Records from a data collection
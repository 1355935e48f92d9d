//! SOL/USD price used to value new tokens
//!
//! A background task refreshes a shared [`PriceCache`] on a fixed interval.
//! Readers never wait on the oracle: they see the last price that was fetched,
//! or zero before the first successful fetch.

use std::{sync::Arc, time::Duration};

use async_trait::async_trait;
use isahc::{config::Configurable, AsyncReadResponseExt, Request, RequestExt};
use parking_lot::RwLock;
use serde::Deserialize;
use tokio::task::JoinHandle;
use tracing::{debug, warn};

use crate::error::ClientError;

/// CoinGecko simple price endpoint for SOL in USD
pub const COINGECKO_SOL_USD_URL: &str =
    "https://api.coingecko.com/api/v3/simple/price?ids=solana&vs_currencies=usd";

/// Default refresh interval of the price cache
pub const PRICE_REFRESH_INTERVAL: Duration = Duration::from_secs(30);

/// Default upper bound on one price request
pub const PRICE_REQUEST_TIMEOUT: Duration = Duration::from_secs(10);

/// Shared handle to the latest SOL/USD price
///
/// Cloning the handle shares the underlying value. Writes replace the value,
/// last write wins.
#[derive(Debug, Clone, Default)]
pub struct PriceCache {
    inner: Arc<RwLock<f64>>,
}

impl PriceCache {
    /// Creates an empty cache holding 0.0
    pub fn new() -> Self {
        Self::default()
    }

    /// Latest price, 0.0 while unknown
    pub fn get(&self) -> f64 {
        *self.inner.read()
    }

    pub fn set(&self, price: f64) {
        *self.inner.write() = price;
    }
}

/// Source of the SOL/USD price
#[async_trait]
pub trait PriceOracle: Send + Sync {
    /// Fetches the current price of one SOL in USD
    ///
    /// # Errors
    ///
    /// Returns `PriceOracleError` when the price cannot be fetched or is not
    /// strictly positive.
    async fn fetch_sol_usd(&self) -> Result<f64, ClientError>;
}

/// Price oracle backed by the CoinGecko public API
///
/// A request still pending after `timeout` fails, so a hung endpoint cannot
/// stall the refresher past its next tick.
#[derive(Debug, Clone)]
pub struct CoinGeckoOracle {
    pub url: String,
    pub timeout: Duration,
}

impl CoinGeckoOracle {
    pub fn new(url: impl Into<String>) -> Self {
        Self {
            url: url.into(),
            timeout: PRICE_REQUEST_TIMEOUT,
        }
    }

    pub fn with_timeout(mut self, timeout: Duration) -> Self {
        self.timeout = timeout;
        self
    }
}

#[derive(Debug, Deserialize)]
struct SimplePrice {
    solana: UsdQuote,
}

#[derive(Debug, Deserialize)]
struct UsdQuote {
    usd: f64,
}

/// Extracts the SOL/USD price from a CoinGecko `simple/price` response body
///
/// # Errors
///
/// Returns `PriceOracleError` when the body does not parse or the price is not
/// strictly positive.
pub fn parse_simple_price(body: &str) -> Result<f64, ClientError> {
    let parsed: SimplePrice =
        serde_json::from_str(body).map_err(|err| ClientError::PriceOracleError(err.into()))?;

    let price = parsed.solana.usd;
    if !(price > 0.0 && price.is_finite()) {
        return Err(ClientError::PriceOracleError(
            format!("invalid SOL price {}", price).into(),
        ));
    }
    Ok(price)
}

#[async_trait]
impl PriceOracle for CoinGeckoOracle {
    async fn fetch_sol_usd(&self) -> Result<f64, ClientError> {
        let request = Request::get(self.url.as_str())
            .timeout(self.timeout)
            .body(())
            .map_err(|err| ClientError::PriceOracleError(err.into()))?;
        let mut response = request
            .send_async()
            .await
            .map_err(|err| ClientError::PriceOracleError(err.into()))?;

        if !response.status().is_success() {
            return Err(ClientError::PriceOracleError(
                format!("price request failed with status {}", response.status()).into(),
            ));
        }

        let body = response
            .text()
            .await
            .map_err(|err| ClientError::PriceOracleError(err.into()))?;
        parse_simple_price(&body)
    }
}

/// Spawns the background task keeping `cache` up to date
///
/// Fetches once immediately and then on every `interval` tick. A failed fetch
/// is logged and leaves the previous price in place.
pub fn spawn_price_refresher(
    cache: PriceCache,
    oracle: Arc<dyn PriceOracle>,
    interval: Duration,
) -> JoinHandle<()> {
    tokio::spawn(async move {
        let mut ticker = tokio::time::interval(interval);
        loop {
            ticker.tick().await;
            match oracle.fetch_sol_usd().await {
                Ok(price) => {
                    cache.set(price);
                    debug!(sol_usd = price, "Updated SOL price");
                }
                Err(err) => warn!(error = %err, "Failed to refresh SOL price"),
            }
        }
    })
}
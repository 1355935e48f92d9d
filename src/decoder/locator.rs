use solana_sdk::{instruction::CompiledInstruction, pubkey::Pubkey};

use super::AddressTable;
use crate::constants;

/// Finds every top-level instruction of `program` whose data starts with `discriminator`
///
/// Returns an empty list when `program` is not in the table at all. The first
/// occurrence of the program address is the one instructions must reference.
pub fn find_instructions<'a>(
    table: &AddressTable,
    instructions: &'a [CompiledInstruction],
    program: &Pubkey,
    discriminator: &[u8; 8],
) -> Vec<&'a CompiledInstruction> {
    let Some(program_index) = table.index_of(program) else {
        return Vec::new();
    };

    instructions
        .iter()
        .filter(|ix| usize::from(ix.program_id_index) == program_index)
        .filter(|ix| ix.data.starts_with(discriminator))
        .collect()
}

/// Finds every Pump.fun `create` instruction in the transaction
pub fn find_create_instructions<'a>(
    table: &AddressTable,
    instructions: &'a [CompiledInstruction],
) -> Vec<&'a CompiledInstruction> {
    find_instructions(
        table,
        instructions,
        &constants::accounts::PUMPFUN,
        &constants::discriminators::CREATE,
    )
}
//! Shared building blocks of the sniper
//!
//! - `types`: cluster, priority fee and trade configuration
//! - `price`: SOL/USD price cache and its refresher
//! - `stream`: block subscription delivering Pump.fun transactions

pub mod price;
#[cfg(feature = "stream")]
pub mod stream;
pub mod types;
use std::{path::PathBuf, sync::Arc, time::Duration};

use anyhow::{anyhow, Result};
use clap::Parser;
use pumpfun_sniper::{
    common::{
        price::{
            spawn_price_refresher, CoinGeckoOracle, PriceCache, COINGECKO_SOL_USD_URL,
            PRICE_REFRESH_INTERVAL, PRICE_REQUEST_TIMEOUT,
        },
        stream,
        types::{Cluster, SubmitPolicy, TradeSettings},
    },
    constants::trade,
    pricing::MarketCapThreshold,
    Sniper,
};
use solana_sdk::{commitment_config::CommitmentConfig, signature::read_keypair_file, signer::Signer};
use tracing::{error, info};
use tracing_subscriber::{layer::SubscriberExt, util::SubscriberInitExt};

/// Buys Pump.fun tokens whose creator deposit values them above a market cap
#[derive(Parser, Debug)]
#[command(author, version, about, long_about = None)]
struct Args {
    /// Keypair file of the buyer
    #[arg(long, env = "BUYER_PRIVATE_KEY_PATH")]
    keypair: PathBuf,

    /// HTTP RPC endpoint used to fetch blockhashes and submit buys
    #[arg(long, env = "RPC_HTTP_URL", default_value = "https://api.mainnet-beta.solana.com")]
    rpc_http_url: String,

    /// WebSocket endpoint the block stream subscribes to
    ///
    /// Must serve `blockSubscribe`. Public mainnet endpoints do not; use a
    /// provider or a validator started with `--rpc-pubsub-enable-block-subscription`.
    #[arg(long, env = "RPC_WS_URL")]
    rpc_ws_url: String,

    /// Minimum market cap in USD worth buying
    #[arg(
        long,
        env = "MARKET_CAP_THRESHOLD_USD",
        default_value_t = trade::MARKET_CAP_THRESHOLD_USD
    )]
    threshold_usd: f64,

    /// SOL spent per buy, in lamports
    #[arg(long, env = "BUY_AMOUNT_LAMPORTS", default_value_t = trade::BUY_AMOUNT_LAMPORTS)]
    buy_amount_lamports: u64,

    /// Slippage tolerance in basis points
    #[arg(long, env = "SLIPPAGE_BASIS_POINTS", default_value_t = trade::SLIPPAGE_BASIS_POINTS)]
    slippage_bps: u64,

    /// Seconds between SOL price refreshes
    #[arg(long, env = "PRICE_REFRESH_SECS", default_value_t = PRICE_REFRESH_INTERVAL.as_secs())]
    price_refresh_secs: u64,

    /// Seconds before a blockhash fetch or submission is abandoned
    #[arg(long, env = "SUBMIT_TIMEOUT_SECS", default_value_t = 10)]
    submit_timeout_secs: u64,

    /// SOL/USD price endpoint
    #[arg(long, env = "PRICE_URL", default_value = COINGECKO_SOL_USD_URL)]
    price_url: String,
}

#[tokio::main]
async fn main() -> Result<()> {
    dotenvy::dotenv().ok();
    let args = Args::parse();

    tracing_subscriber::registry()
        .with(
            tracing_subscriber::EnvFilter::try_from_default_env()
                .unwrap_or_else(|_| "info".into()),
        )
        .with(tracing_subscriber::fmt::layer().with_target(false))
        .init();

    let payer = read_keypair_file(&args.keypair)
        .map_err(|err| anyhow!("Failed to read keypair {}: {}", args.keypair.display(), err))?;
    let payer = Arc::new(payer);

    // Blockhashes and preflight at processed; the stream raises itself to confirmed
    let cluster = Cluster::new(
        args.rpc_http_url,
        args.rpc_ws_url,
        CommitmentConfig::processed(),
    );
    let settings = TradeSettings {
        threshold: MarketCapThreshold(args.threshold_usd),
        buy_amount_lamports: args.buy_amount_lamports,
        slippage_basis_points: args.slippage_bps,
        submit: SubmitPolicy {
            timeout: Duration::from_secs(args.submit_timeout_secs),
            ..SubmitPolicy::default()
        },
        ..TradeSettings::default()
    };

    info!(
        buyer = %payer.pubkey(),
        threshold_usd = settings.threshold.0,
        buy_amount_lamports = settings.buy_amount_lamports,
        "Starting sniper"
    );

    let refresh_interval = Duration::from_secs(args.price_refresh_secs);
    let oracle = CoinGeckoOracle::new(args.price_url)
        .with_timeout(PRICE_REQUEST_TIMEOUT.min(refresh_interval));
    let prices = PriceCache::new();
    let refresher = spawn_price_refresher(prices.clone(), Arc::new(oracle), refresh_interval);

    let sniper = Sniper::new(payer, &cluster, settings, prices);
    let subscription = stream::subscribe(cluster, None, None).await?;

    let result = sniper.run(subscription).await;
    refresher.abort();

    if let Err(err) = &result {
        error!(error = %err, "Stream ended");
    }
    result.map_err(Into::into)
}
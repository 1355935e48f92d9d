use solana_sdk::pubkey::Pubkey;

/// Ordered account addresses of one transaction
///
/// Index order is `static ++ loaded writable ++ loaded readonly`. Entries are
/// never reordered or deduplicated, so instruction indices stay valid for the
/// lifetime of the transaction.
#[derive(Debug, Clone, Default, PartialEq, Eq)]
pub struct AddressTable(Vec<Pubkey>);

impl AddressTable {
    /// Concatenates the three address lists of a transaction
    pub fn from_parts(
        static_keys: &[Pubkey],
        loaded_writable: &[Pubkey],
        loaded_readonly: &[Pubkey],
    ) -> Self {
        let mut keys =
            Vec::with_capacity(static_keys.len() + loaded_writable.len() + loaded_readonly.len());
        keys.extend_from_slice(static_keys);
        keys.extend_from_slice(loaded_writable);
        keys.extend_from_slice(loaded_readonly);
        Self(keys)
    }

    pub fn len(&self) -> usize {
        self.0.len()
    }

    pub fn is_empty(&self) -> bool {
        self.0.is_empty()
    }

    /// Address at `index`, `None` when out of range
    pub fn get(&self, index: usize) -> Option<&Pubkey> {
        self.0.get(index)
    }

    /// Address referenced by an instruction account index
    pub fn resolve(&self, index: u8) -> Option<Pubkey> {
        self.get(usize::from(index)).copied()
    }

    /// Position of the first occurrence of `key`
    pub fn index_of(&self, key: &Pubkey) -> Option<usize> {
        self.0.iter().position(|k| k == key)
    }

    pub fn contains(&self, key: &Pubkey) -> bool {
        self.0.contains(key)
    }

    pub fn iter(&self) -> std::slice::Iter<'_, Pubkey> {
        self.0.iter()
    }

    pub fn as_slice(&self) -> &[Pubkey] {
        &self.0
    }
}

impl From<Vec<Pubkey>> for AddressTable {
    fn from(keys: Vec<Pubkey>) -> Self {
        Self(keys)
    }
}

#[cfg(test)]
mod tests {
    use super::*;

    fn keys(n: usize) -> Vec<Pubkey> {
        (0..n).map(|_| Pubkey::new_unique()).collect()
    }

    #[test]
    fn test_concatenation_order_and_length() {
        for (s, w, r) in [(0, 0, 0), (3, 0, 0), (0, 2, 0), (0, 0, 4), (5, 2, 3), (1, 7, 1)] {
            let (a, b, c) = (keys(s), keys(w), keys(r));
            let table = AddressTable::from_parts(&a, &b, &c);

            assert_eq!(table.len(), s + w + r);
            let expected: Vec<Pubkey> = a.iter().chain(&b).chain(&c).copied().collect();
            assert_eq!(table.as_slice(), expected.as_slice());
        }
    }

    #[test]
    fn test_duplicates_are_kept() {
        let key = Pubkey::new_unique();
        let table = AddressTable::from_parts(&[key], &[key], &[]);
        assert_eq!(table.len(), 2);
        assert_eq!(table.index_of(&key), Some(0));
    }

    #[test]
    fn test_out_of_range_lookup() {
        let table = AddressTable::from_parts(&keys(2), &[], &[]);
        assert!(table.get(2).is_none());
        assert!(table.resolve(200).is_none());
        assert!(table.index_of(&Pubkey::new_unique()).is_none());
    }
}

*Assigned task*
Go through the records from the first line and copy each one exactly, ending after the line that contains "fetched or is not". Give nothing else.

*Expected answer*
repository 1355935e48f92d9d
//! SOL/USD price used to value new tokens
//!
//! A background task refreshes a shared [`PriceCache`] on a fixed interval.
//! Readers never wait on the oracle: they see the last price that was fetched,
//! or zero before the first successful fetch.

use std::{sync::Arc, time::Duration};

use async_trait::async_trait;
use isahc::{config::Configurable, AsyncReadResponseExt, Request, RequestExt};
use parking_lot::RwLock;
use serde::Deserialize;
use tokio::task::JoinHandle;
use tracing::{debug, warn};

use crate::error::ClientError;

/// CoinGecko simple price endpoint for SOL in USD
pub const COINGECKO_SOL_USD_URL: &str =
    "https://api.coingecko.com/api/v3/simple/price?ids=solana&vs_currencies=usd";

/// Default refresh interval of the price cache
pub const PRICE_REFRESH_INTERVAL: Duration = Duration::from_secs(30);

/// Default upper bound on one price request
pub const PRICE_REQUEST_TIMEOUT: Duration = Duration::from_secs(10);

/// Shared handle to the latest SOL/USD price
///
/// Cloning the handle shares the underlying value. Writes replace the value,
/// last write wins.
#[derive(Debug, Clone, Default)]
pub struct PriceCache {
    inner: Arc<RwLock<f64>>,
}

impl PriceCache {
    /// Creates an empty cache holding 0.0
    pub fn new() -> Self {
        Self::default()
    }

    /// Latest price, 0.0 while unknown
    pub fn get(&self) -> f64 {
        *self.inner.read()
    }

    pub fn set(&self, price: f64) {
        *self.inner.write() = price;
    }
}

/// Source of the SOL/USD price
#[async_trait]
pub trait PriceOracle: Send + Sync {
    /// Fetches the current price of one SOL in USD
    ///
    /// # Errors
    ///
    /// Returns `PriceOracleError` when the price cannot be fetched or is not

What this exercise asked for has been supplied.